#### WHAT TO WORK ON:
From the line with "use crate::service::PageLimits;" to the line with "if secret.len() <", retype every line exactly, including those two, and leave out the rest of the data below.

#### PROVIDED RECORDS:
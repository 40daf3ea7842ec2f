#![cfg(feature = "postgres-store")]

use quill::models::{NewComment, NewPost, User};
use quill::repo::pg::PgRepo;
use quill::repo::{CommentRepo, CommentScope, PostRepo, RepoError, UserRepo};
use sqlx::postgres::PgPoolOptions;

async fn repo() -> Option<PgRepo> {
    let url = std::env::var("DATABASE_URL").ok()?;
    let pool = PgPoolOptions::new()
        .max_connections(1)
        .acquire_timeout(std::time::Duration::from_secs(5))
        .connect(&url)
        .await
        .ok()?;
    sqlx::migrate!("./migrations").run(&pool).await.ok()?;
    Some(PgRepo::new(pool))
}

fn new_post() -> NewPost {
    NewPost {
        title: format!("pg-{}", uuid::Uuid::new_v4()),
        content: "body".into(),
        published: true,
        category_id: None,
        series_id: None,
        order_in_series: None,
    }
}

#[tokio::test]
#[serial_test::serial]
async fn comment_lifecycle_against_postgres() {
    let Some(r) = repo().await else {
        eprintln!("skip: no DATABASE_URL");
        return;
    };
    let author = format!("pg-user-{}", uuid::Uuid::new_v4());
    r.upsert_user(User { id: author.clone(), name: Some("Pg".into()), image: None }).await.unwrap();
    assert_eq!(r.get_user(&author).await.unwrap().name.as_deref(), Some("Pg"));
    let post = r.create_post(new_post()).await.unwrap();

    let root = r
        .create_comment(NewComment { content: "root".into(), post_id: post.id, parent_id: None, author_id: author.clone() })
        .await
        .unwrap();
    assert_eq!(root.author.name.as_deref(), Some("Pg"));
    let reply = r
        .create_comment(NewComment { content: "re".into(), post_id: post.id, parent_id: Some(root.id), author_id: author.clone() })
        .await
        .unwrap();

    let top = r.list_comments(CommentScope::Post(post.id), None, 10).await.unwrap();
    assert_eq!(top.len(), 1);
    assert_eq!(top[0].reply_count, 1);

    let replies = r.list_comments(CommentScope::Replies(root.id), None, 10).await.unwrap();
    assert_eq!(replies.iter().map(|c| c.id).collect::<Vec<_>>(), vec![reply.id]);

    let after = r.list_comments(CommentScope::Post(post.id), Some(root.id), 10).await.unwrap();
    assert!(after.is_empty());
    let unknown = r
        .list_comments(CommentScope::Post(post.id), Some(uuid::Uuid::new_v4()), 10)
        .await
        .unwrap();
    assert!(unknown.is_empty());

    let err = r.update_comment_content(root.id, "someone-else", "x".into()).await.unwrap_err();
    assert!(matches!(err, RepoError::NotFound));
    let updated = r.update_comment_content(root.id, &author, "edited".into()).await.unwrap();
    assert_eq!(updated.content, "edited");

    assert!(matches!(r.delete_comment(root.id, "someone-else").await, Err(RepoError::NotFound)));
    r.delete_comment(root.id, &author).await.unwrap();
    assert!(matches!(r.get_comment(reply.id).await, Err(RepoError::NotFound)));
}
==
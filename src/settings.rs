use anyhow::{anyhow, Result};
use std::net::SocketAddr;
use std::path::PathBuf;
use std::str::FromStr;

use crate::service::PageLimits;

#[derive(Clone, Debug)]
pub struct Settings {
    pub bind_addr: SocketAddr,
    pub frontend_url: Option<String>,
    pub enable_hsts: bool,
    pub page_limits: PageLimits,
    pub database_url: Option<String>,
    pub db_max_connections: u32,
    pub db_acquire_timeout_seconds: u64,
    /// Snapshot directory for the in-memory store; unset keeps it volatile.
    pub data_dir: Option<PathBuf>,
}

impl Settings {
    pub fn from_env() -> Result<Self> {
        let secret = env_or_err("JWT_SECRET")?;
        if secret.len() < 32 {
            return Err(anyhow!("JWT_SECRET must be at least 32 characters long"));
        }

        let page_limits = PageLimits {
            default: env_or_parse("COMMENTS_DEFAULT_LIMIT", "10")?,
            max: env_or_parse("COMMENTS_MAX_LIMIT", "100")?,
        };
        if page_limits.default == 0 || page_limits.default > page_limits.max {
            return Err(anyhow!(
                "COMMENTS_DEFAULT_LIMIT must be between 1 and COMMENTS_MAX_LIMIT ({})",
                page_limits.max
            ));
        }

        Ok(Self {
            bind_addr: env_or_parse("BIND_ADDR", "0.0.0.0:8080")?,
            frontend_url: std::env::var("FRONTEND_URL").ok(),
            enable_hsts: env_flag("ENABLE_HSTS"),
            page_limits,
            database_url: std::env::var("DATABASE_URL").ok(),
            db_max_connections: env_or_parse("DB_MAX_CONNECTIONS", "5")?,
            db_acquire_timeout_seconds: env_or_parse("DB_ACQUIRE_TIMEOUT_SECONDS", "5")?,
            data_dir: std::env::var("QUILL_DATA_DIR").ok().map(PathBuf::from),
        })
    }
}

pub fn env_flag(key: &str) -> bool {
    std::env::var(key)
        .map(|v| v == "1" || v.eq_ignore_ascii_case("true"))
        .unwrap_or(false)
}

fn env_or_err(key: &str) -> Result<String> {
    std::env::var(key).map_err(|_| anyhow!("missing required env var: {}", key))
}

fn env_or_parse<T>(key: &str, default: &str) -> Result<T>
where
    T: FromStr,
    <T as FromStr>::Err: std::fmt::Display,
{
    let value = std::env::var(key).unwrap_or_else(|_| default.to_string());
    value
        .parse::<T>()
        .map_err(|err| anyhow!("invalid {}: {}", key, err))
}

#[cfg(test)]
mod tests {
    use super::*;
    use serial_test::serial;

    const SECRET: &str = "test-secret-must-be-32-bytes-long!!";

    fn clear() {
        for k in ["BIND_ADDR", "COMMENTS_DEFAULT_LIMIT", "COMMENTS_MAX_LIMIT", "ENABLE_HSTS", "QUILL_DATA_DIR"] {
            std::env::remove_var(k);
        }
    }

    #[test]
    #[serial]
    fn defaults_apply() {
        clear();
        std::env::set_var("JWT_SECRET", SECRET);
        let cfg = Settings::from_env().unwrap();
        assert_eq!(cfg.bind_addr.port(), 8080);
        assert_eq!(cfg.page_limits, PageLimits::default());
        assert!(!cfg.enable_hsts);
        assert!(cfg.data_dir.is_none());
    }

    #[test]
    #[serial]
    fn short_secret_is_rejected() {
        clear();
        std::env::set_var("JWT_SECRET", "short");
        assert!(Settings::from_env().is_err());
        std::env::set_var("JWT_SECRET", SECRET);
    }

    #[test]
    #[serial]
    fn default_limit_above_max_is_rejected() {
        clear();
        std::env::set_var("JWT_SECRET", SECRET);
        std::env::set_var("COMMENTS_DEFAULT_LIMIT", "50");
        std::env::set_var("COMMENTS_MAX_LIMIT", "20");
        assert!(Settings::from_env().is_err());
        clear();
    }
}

#### SOLUTION TO THIS TASK:
use crate::service::PageLimits;

#[derive(Clone, Debug)]
pub struct Settings {
    pub bind_addr: SocketAddr,
    pub frontend_url: Option<String>,
    pub enable_hsts: bool,
    pub page_limits: PageLimits,
    pub database_url: Option<String>,
    pub db_max_connections: u32,
    pub db_acquire_timeout_seconds: u64,
    /// Snapshot directory for the in-memory store; unset keeps it volatile.
    pub data_dir: Option<PathBuf>,
}

impl Settings {
    pub fn from_env() -> Result<Self> {
        let secret = env_or_err("JWT_SECRET")?;
        if secret.len() < 32 {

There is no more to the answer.